By the next century, this style of building wasn’t fashionable, so his heir, William Herrick V had the house rebuilt in 1726 in classic Georgian style.

It was a tradition for a Herrick boy in each generation to be called William, just to confuse matters for historians!

William Herrick V inherited Beaumanor when he was 16. He was the one who commissioned the famous and beautiful Beaumanor chair, now in Charnwood museum, and the Beaumanor coach, now in Belgrave Hall.

He is the first Herrick to be buried in the Herrick Tomb at Woodhouse Church.

All seems fairly quiet during the life of his son, William Herrick VI from 1745 – 1832, so quiet in fact that he had no male heirs, so upon his death, Beaumanor passed to his brother’s son,
of course, he too was called William, and so became William Herrick VII.

Born in 1794 he lived near Wolverhampton till he was 38. He only inherited the Beaumanor estates because his uncle, William Herrick (VI), had two daughters but no sons.

He moved to Beaumanor in 1832, but obviously didn’t like the house because he immediately started planning to build a new one on the same site.

He hired famous architect, William Railton (who also designed Nelson’s Column) to design the house we see today. The old house was demolished and the new house started in 1842. Herrick eventually moved in with his sister Mary Ann in 1848.

He proudly celebrated his family history in the house by commissioning a magnificent stained glass window showing his family tree at the head of the main staircase, still marvelled at today.

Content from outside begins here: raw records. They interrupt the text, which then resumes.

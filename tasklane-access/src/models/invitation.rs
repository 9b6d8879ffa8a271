/// Invitation model and database operations
///
/// An invitation offers a non-owner role in a project to an email address,
/// guarded by a single-use, time-bounded token.
///
/// # State Machine
///
/// ```text
/// pending → accepted   (terminal)
/// pending → expired    (terminal, applied lazily when read past expires_at)
/// pending → revoked    (terminal)
/// pending → pending    (resend: new token and expiry, same row)
/// expired → pending    (resend)
/// ```
///
/// # Schema
///
/// ```sql
/// CREATE TYPE invitation_status AS ENUM ('pending', 'accepted', 'expired', 'revoked');
///
/// CREATE TABLE invitations (
///     id UUID PRIMARY KEY,
///     project_id UUID NOT NULL REFERENCES projects(id) ON DELETE CASCADE,
///     email TEXT NOT NULL CHECK (email = lower(email)),
///     role project_role NOT NULL CHECK (role <> 'owner'),
///     token_hash TEXT NOT NULL UNIQUE,
///     status invitation_status NOT NULL DEFAULT 'pending',
///     expires_at TIMESTAMPTZ NOT NULL,
///     invited_by UUID NOT NULL REFERENCES users(id),
///     accepted_by UUID REFERENCES users(id) ON DELETE SET NULL,
///     accepted_at TIMESTAMPTZ,
///     created_at TIMESTAMPTZ NOT NULL DEFAULT NOW(),
///     updated_at TIMESTAMPTZ NOT NULL DEFAULT NOW()
/// );
///
/// CREATE UNIQUE INDEX invitations_one_pending_per_email
///     ON invitations (project_id, email) WHERE status = 'pending';
/// ```
///
/// # Token Storage
///
/// Only the SHA-256 digest of the token is stored. The plaintext token is
/// handed out once, by [`crate::invitations::InvitationManager::create`] and
/// `resend`, and is never serialized from a stored row.

use chrono::{DateTime, Utc};
use serde::{Deserialize, Serialize};
use sqlx::PgConnection;
use uuid::Uuid;

use super::membership::ProjectRole;

/// Invitation lifecycle status
#[derive(Debug, Clone, Copy, PartialEq, Eq, Serialize, Deserialize, sqlx::Type)]
#[sqlx(type_name = "invitation_status", rename_all = "lowercase")]
#[serde(rename_all = "lowercase")]
pub enum InvitationStatus {
    /// Outstanding, may be accepted
    Pending,

    /// Accepted; membership exists
    Accepted,

    /// Passed its expiry before being accepted
    Expired,

    /// Withdrawn by a project owner
    Revoked,
}

impl InvitationStatus {
    /// Converts status to string for display
    pub fn as_str(&self) -> &'static str {
        match self {
            InvitationStatus::Pending => "pending",
            InvitationStatus::Accepted => "accepted",
            InvitationStatus::Expired => "expired",
            InvitationStatus::Revoked => "revoked",
        }
    }

}

/// Invitation record
#[derive(Debug, Clone, PartialEq, Eq, Serialize, Deserialize, sqlx::FromRow)]
pub struct Invitation {
    /// Unique invitation ID
    pub id: Uuid,

    /// Project the invitation grants access to
    pub project_id: Uuid,

    /// Invited email address, lowercase
    pub email: String,

    /// Role granted on acceptance (never owner)
    pub role: ProjectRole,

    /// SHA-256 hex digest of the current token
    #[serde(skip_serializing, default)]
    pub token_hash: String,

    /// Current status
    pub status: InvitationStatus,

    /// When the current token stops being accepted
    pub expires_at: DateTime<Utc>,

    /// User who sent the invitation
    pub invited_by: Uuid,

    /// User who accepted the invitation
    pub accepted_by: Option<Uuid>,

    /// When the invitation was accepted
    pub accepted_at: Option<DateTime<Utc>>,

    /// When the invitation was created
    pub created_at: DateTime<Utc>,

    /// When the invitation was last updated
    pub updated_at: DateTime<Utc>,
}

/// Fields needed to insert a new pending invitation
#[derive(Debug, Clone)]
pub struct NewInvitation {
    pub project_id: Uuid,
    pub email: String,
    pub role: ProjectRole,
    pub token_hash: String,
    pub invited_by: Uuid,
    pub expires_at: DateTime<Utc>,
}

impl Invitation {
    /// Builds a pending invitation row
    pub fn new(data: NewInvitation, now: DateTime<Utc>) -> Self {
        Self {
            id: Uuid::new_v4(),
            project_id: data.project_id,
            email: data.email,
            role: data.role,
            token_hash: data.token_hash,
            status: InvitationStatus::Pending,
            expires_at: data.expires_at,
            invited_by: data.invited_by,
            accepted_by: None,
            accepted_at: None,
            created_at: now,
            updated_at: now,
        }
    }

    /// A pending invitation whose expiry has passed
    ///
    /// Such a row is still stored as pending until something reads it.
    pub fn is_overdue(&self, now: DateTime<Utc>) -> bool {
        self.status == InvitationStatus::Pending && now > self.expires_at
    }

    /// The status a reader should observe at `now`
    pub fn effective_status(&self, now: DateTime<Utc>) -> InvitationStatus {
        if self.is_overdue(now) {
            InvitationStatus::Expired
        } else {
            self.status
        }
    }

    /// Inserts an invitation row
    ///
    /// # Errors
    ///
    /// Returns a unique-violation database error on a token hash collision or
    /// when another pending invitation exists for the same project and email.
    pub async fn insert(conn: &mut PgConnection, invitation: &Invitation) -> Result<(), sqlx::Error> {
        sqlx::query(
            r#"
            INSERT INTO invitations (id, project_id, email, role, token_hash, status, expires_at,
                                     invited_by, accepted_by, accepted_at, created_at, updated_at)
            VALUES ($1, $2, $3, $4, $5, $6, $7, $8, $9, $10, $11, $12)
            "#,
        )
        .bind(invitation.id)
        .bind(invitation.project_id)
        .bind(&invitation.email)
        .bind(invitation.role)
        .bind(&invitation.token_hash)
        .bind(invitation.status)
        .bind(invitation.expires_at)
        .bind(invitation.invited_by)
        .bind(invitation.accepted_by)
        .bind(invitation.accepted_at)
        .bind(invitation.created_at)
        .bind(invitation.updated_at)
        .execute(&mut *conn)
        .await?;

        Ok(())
    }

    /// Finds an invitation by ID
    pub async fn find_by_id(conn: &mut PgConnection, id: Uuid) -> Result<Option<Self>, sqlx::Error> {
        let invitation = sqlx::query_as::<_, Invitation>(
            r#"
            SELECT id, project_id, email, role, token_hash, status, expires_at,
                   invited_by, accepted_by, accepted_at, created_at, updated_at
            FROM invitations
            WHERE id = $1
            "#,
        )
        .bind(id)
        .fetch_optional(&mut *conn)
        .await?;

        Ok(invitation)
    }

    /// Finds an invitation by the digest of its current token
    pub async fn find_by_token_hash(
        conn: &mut PgConnection,
        token_hash: &str,
    ) -> Result<Option<Self>, sqlx::Error> {
        let invitation = sqlx::query_as::<_, Invitation>(
            r#"
            SELECT id, project_id, email, role, token_hash, status, expires_at,
                   invited_by, accepted_by, accepted_at, created_at, updated_at
            FROM invitations
            WHERE token_hash = $1
            "#,
        )
        .bind(token_hash)
        .fetch_optional(&mut *conn)
        .await?;

        Ok(invitation)
    }

    /// Finds the pending invitation for an email in a project, if any
    pub async fn find_pending(
        conn: &mut PgConnection,
        project_id: Uuid,
        email: &str,
    ) -> Result<Option<Self>, sqlx::Error> {
        let invitation = sqlx::query_as::<_, Invitation>(
            r#"
            SELECT id, project_id, email, role, token_hash, status, expires_at,
                   invited_by, accepted_by, accepted_at, created_at, updated_at
            FROM invitations
            WHERE project_id = $1 AND email = $2 AND status = 'pending'
            "#,
        )
        .bind(project_id)
        .bind(email)
        .fetch_optional(&mut *conn)
        .await?;

        Ok(invitation)
    }

    /// Lists a project's invitations, newest first
    pub async fn list_by_project(
        conn: &mut PgConnection,
        project_id: Uuid,
    ) -> Result<Vec<Self>, sqlx::Error> {
        let invitations = sqlx::query_as::<_, Invitation>(
            r#"
            SELECT id, project_id, email, role, token_hash, status, expires_at,
                   invited_by, accepted_by, accepted_at, created_at, updated_at
            FROM invitations
            WHERE project_id = $1
            ORDER BY created_at DESC, id ASC
            "#,
        )
        .bind(project_id)
        .fetch_all(&mut *conn)
        .await?;

        Ok(invitations)
    }

    /// Applies a transition if the row is still in `expected` status
    ///
    /// Returns `None` when the row is missing or another writer already moved
    /// it out of `expected`; callers report that as a conflict.
    pub async fn transition(
        conn: &mut PgConnection,
        id: Uuid,
        expected: InvitationStatus,
        change: &InvitationTransition,
    ) -> Result<Option<Self>, sqlx::Error> {
        let invitation = sqlx::query_as::<_, Invitation>(
            r#"
            UPDATE invitations
            SET status = $3,
                token_hash = COALESCE($4, token_hash),
                expires_at = COALESCE($5, expires_at),
                accepted_by = COALESCE($6, accepted_by),
                accepted_at = COALESCE($7, accepted_at),
                updated_at = $8
            WHERE id = $1 AND status = $2
            RETURNING id, project_id, email, role, token_hash, status, expires_at,
                      invited_by, accepted_by, accepted_at, created_at, updated_at
            "#,
        )
        .bind(id)
        .bind(expected)
        .bind(change.status)
        .bind(&change.token_hash)
        .bind(change.expires_at)
        .bind(change.accepted_by)
        .bind(change.accepted_at)
        .bind(change.at)
        .fetch_optional(&mut *conn)
        .await?;

        Ok(invitation)
    }
}

/// A status change plus the columns that change with it
#[derive(Debug, Clone, PartialEq, Eq)]
pub struct InvitationTransition {
    pub status: InvitationStatus,
    pub token_hash: Option<String>,
    pub expires_at: Option<DateTime<Utc>>,
    pub accepted_by: Option<Uuid>,
    pub accepted_at: Option<DateTime<Utc>>,
    pub at: DateTime<Utc>,
}

impl InvitationTransition {
    fn to(status: InvitationStatus, at: DateTime<Utc>) -> Self {
        Self {
            status,
            token_hash: None,
            expires_at: None,
            accepted_by: None,
            accepted_at: None,
            at,
        }
    }

    pub fn expire(at: DateTime<Utc>) -> Self {
        Self::to(InvitationStatus::Expired, at)
    }

    pub fn revoke(at: DateTime<Utc>) -> Self {
        Self::to(InvitationStatus::Revoked, at)
    }

    pub fn accept(user_id: Uuid, at: DateTime<Utc>) -> Self {
        Self {
            accepted_by: Some(user_id),
            accepted_at: Some(at),
            ..Self::to(InvitationStatus::Accepted, at)
        }
    }

    /// Back to pending under a fresh token
    pub fn reissue(token_hash: String, expires_at: DateTime<Utc>, at: DateTime<Utc>) -> Self {
        Self {
            token_hash: Some(token_hash),
            expires_at: Some(expires_at),
            ..Self::to(InvitationStatus::Pending, at)
        }
    }

    /// Applies the change to an in-memory row, mirroring the SQL update
    pub fn apply(&self, invitation: &mut Invitation) {
        invitation.status = self.status;
        if let Some(hash) = &self.token_hash {
            invitation.token_hash = hash.clone();
        }
        if let Some(expires_at) = self.expires_at {
            invitation.expires_at = expires_at;
        }
        if let Some(accepted_by) = self.accepted_by {
            invitation.accepted_by = Some(accepted_by);
        }
        if let Some(accepted_at) = self.accepted_at {
            invitation.accepted_at = Some(accepted_at);
        }
        invitation.updated_at = self.at;
    }
}

#[cfg(test)]
mod tests {
    use super::*;
    use chrono::Duration;

    fn pending(now: DateTime<Utc>) -> Invitation {
        Invitation::new(
            NewInvitation {
                project_id: Uuid::new_v4(),
                email: "a@x.com".to_string(),
                role: ProjectRole::Member,
                token_hash: "ab".repeat(32),
                invited_by: Uuid::new_v4(),
                expires_at: now + Duration::hours(72),
            },
            now,
        )
    }

    #[test]
    fn test_effective_status_expires_lazily() {
        let now = Utc::now();
        let inv = pending(now);

        assert_eq!(inv.effective_status(now), InvitationStatus::Pending);
        assert_eq!(
            inv.effective_status(now + Duration::hours(72)),
            InvitationStatus::Pending
        );
        assert_eq!(
            inv.effective_status(now + Duration::hours(73)),
            InvitationStatus::Expired
        );
    }

    #[test]
    fn test_token_hash_not_serialized() {
        let inv = pending(Utc::now());
        let json = serde_json::to_value(&inv).unwrap();
        assert!(json.get("token_hash").is_none());
        assert_eq!(json["status"], "pending");
        assert_eq!(json["role"], "member");
    }

    #[test]
    fn test_apply_accept_and_reissue() {
        let now = Utc::now();
        let mut inv = pending(now);
        let user = Uuid::new_v4();

        InvitationTransition::accept(user, now).apply(&mut inv);
        assert_eq!(inv.status, InvitationStatus::Accepted);
        assert_eq!(inv.accepted_by, Some(user));
        assert_eq!(inv.accepted_at, Some(now));

        let mut inv = pending(now);
        let later = now + Duration::hours(1);
        InvitationTransition::reissue("cd".repeat(32), later + Duration::hours(72), later)
            .apply(&mut inv);
        assert_eq!(inv.status, InvitationStatus::Pending);
        assert_eq!(inv.token_hash, "cd".repeat(32));
        assert_eq!(inv.expires_at, later + Duration::hours(72));
        assert_eq!(inv.updated_at, later);
    }
}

The wood and stone carvings all over the house also show heraldic details from the window.

One of his more unusual purchases was “King Dick’s Bed”. According to legend, this bed was slept in by King Richard III, in the Blue Boar Inn in Leicester, on the night before he died at the Battle of Bosworth.

William did no other than build a whole bedroom and ante- chamber especially to show it off. The bed is now housed at Donington Manor House.

William inherited a fortune in 1852 from his rich uncle Thomas Perry, owner of a coal mine in Wales. To comply with the will, he had to change his name to Perry-Herrick.

Ten years later, William, now Perry-Herrick, married Sophia Christie when he was 68 and she was 31. Perhaps unsurprisingly they remained childless.

However, he made old bones, dying aged 82 in February 1876, after falling off his horse while out hunting. He reportedly struggled back to Beaumanor where he died in his wife’s arms in his study, the present-day bar.

His sister, Mary-Ann, had lived there for 39 years and had died 11 years earlier. Her many good works were crowned by her paying for a home for old servants in Woodhouse.

This left only his widow, Sophia who lived on at the Hall and was said to be liked by all the servants and local villagers. Strictly teetotal she wouldn’t allow any public houses on land under her control. She eventually died in 1915 and the estate passed out of Herrick hands.

A new book, by Caroline Wessen called Beaumanor War and Peace: The Curzon Herrick Years, 1915 – 1939 is on sale at
the hall, describing the part of its history that so far has been unclear. The Hall was bought by Leicestershire County Council in 1974 for use as an education and conference centre.